One of the easiest arguing points back in the day was the availability of software. Games on a mac? There was that sliding apple puzzle thing, that’s about it. (Ok, there were more than that, but if I couldn’t play Doom II on it I wasn’t interested!) Then they switched to Intel processors and OSX got better and better. The software reason disappeared, and Mac hardware seemed every bit as capable as any PC I could buy or build, but it was still way more expensive than comparable PC hardware. I also couldn’t stand the condescending attitude that Apple was breeding. Those “I’m a PC, I’m a Mac” commercials really irked me. For what little it’s worth to me, the hardware was starting to look really good, but aesthetics are pretty low on the list of things I’d consider while buying a computer.

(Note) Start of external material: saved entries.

// Copyright (c) 2025 - Cowboy AI, Inc.
//! Manifest Rendering
//!
//! Turns a validated [`SimulationSpec`] into a multi-document manifest bundle
//! plus the in-pod interface configuration each device needs.
//!
//! # Bundle layout
//!
//! ```text
//! SimNode  (one per node, declaration order)
//! ---
//! SimLink  (one per attachment)
//! ---
//! TopoLink (one per attachment, edge role)
//! ```
//!
//! SimLink and TopoLink share the name `<node>-<interface>-<simnode>` built from
//! slugified parts, so re-rendering the same spec always yields the same names.

use serde_json::{json, Map, Value};

use crate::domain::{interface_resource, link_name};
use crate::errors::AttachResult;
use crate::resources::ResourceKind;
use crate::spec::{AttachmentSpec, SimNodeSpec, SimulationSpec};

/// API group/version of every rendered resource
pub const API_VERSION: &str = "core.eda.nokia.com/v1";

/// Label marking resources owned by a simulation topology
pub const SIMTOPOLOGY_LABEL: &str = "eda.nokia.com/simtopology";

/// Role label carried by rendered TopoLinks
pub const ROLE_LABEL: &str = "eda.nokia.com/role";

/// Management port Linux simulation nodes listen on
pub const LINUX_DEFAULT_PORT: u16 = 57400;

/// Kind and name of one rendered resource
#[derive(Debug, Clone, PartialEq, Eq)]
pub struct ResourceSummary {
    pub kind: ResourceKind,
    pub name: String,
}

/// Address assignment to push into a simulation pod
#[derive(Debug, Clone, PartialEq, Eq)]
pub struct NodeInterfaceConfig {
    /// Device name, also the container name inside the pod
    pub name: String,
    pub interface: String,
    pub ip_address: String,
    pub vlan: Option<String>,
    pub gateway: Option<String>,
}

impl NodeInterfaceConfig {
    /// Interface the address lands on: `<iface>.<vlan>` or the bare interface
    pub fn target_interface(&self) -> String {
        match &self.vlan {
            Some(vlan) => format!("{}.{vlan}", self.interface),
            None => self.interface.clone(),
        }
    }
}

/// Everything produced by one render pass
#[derive(Debug, Clone, PartialEq)]
pub struct RenderedBundle {
    pub manifest_text: String,
    pub documents: Vec<Value>,
    pub summaries: Vec<ResourceSummary>,
    pub node_configs: Vec<NodeInterfaceConfig>,
    /// Device names in render order
    pub sim_nodes: Vec<String>,
}

impl RenderedBundle {
    /// Summaries grouped by kind, kinds in first-seen order
    pub fn grouped_summaries(&self) -> Vec<(ResourceKind, Vec<String>)> {
        let mut grouped: Vec<(ResourceKind, Vec<String>)> = Vec::new();
        for summary in &self.summaries {
            match grouped.iter_mut().find(|(kind, _)| *kind == summary.kind) {
                Some((_, names)) => names.push(summary.name.clone()),
                None => grouped.push((summary.kind, vec![summary.name.clone()])),
            }
        }
        grouped
    }
}

/// Render every node and attachment of `spec` into `namespace`
pub fn render_bundle(spec: &SimulationSpec, namespace: &str) -> AttachResult<RenderedBundle> {
    let mut documents = Vec::new();
    let mut summaries = Vec::new();
    let mut node_configs = Vec::new();

    for node in &spec.nodes {
        let attachments: Vec<&AttachmentSpec> = spec.attachments_for(&node.name).collect();
        let (document, config) = render_sim_node(node, namespace, &attachments);
        documents.push(document);
        summaries.push(ResourceSummary {
            kind: ResourceKind::SimNode,
            name: node.name.clone(),
        });
        node_configs.extend(config);
    }

    for attachment in &spec.attachments {
        documents.push(render_sim_link(attachment, namespace));
        summaries.push(ResourceSummary {
            kind: ResourceKind::SimLink,
            name: attachment_link_name(attachment),
        });
    }

    for attachment in &spec.attachments {
        documents.push(render_topo_link(attachment, namespace));
        summaries.push(ResourceSummary {
            kind: ResourceKind::TopoLink,
            name: attachment_link_name(attachment),
        });
    }

    let rendered = documents
        .iter()
        .map(|document| serde_yaml::to_string(document).map(|text| text.trim_end().to_string()))
        .collect::<Result<Vec<_>, _>>()?;
    let manifest_text = format!("{}\n", rendered.join("\n---\n"));

    Ok(RenderedBundle {
        manifest_text,
        documents,
        summaries,
        node_configs,
        sim_nodes: spec.nodes.iter().map(|node| node.name.clone()).collect(),
    })
}

fn attachment_link_name(attachment: &AttachmentSpec) -> String {
    link_name(
        &attachment.fabric_node,
        &attachment.fabric_interface,
        &attachment.sim_node,
    )
}

fn render_sim_node(
    node: &SimNodeSpec,
    namespace: &str,
    attachments: &[&AttachmentSpec],
) -> (Value, Option<NodeInterfaceConfig>) {
    let vlan = node
        .vlan
        .clone()
        .or_else(|| attachments.iter().find_map(|attachment| attachment.vlan.clone()));
    let interface = node
        .interface
        .clone()
        .or_else(|| attachments.first().map(|attachment| attachment.sim_interface.clone()));

    let mut labels = Map::new();
    labels.insert(SIMTOPOLOGY_LABEL.to_string(), json!("true"));
    for (key, value) in &node.labels {
        labels.insert(key.clone(), json!(value));
    }
    labels.insert(SIMTOPOLOGY_LABEL.to_string(), json!("true"));

    let mut metadata = Map::new();
    metadata.insert("name".to_string(), json!(node.name));
    metadata.insert("namespace".to_string(), json!(namespace));
    metadata.insert("labels".to_string(), Value::Object(labels));
    if let Some(annotations) = &node.annotations {
        metadata.insert("annotations".to_string(), json!(annotations));
    }

    let operating_system = node.node_type.to_lowercase();
    let mut spec = Map::new();
    spec.insert("containerImage".to_string(), json!(node.image));
    spec.insert("operatingSystem".to_string(), json!(operating_system));
    spec.insert("dhcp".to_string(), json!({}));
    if operating_system == "linux" {
        spec.insert("port".to_string(), json!(LINUX_DEFAULT_PORT));
        spec.insert("serialNumberPath".to_string(), json!(""));
        spec.insert("versionPath".to_string(), json!(""));
    }
    for (key, value) in node.passthrough.iter().chain(node.overrides.iter()) {
        spec.insert(key.clone(), value.clone());
    }
    // Canonical fields always reflect the node itself.
    spec.insert("containerImage".to_string(), json!(node.image));
    spec.insert("operatingSystem".to_string(), json!(operating_system));

    let document = json!({
        "apiVersion": API_VERSION,
        "kind": ResourceKind::SimNode.kind(),
        "metadata": metadata,
        "spec": spec,
    });

    let config = match (interface, &node.ip_address) {
        (Some(interface), Some(ip_address)) => Some(NodeInterfaceConfig {
            name: node.name.clone(),
            interface,
            ip_address: ip_address.clone(),
            vlan,
            gateway: node.gateway.clone(),
        }),
        _ => None,
    };

    (document, config)
}

fn link_metadata(name: String, namespace: &str, extra_labels: &[(&str, &str)]) -> Value {
    let mut labels = Map::new();
    for (key, value) in extra_labels {
        labels.insert(key.to_string(), json!(value));
    }
    labels.insert(SIMTOPOLOGY_LABEL.to_string(), json!("true"));

    json!({
        "name": name,
        "namespace": namespace,
        "labels": labels,
    })
}

fn endpoint(node: &str, interface: &str) -> Value {
    json!({
        "node": node,
        "interface": interface,
        "interfaceResource": interface_resource(node, interface),
    })
}

fn render_sim_link(attachment: &AttachmentSpec, namespace: &str) -> Value {
    json!({
        "apiVersion": API_VERSION,
        "kind": ResourceKind::SimLink.kind(),
        "metadata": link_metadata(attachment_link_name(attachment), namespace, &[]),
        "spec": {
            "links": [{
                "local": endpoint(&attachment.fabric_node, &attachment.fabric_interface),
                "sim": endpoint(&attachment.sim_node, &attachment.sim_interface),
            }],
        },
    })
}

fn render_topo_link(attachment: &AttachmentSpec, namespace: &str) -> Value {
    json!({
        "apiVersion": API_VERSION,
        "kind": ResourceKind::TopoLink.kind(),
        "metadata": link_metadata(
            attachment_link_name(attachment),
            namespace,
            &[(ROLE_LABEL, "edge")],
        ),
        "spec": {
            "links": [{
                "type": "edge",
                "local": endpoint(&attachment.fabric_node, &attachment.fabric_interface),
                "remote": endpoint(&attachment.sim_node, &attachment.sim_interface),
            }],
        },
    })
}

My 6 year old Dell laptop has been dying a slow death for the past few months. After some experimentation, I determined that the memory controller was going bad, and repairing it (i.e. a new motherboard) wouldn’t be very cost-effective for a machine of that age.
I bought myself a new laptop from Dell, and it arrived a few days later. It was fast and did everything I wanted, so I was happy. About a week after I got it I decided to start doing all the available system updates, one of which was a “Dell Rcommended” BIOS update. I downloaded the updater and ran it. After about 2 minutes, it froze at about 31%. Knowing that your computer is a paperweight if you interrupt a BIOS flash, I took the patient approach. An hour later it was still at 31%. I decided to let it sit overnight just to be sure, and the next morning nothing had changed. I tried forcing a shutdown by holding down the power button, but that didn’t do anything. I ended up disconnecting the AC power and removing the battery to finally get it to turn off. As was to be expected, it was now a brick and would do nothing for me. After talking with Dell tech support, they determined I needed a new motherboard and overnighted one to a technician to install it.
The technician came out 2 days later and had a new motherboard installed in about 30 minutes. Within another 30 minutes I had the same update frozen at 31% again. Having bricked this computer twice within 10 days of receiving it, I decided that keeping it wasn’t the greatest idea. I had either gotten faulty hardware twice, or the update was bad – shouldn’t they heavily test these things? I returned it to Dell for a full refund.
After much thought, I decided to get a 15″ MacBook Pro. I’ve heard a lot of good things about Mac hardware lately, the software seems extremely capable, and they’re pretty good looking too! If I have to pay a premium for something that isn’t going to brick during a BIOS flash, than so be it. (Yes, I did pay a lot more – it cost more than twice what the Dell did.) I also view this as an excellent opportunity to really learn how to use a Mac. Anyone can click on Safari while messing around in an Apple store, but I’m very interested in learning everything else there is to know about OSX.
Three weeks later, I’m still quite happy with my purchase. The best thing I’ve learned so far is all the gestures for the trackpad – it makes things incredibly fast. Yes, I have installed Windows 7 (in Parallels) though I really haven’t used it for much other than installing SQL Server Management Studio at this point. My goal is to use Mac alternatives as much as possible on this machine. I’ll be sure to report back on my progress.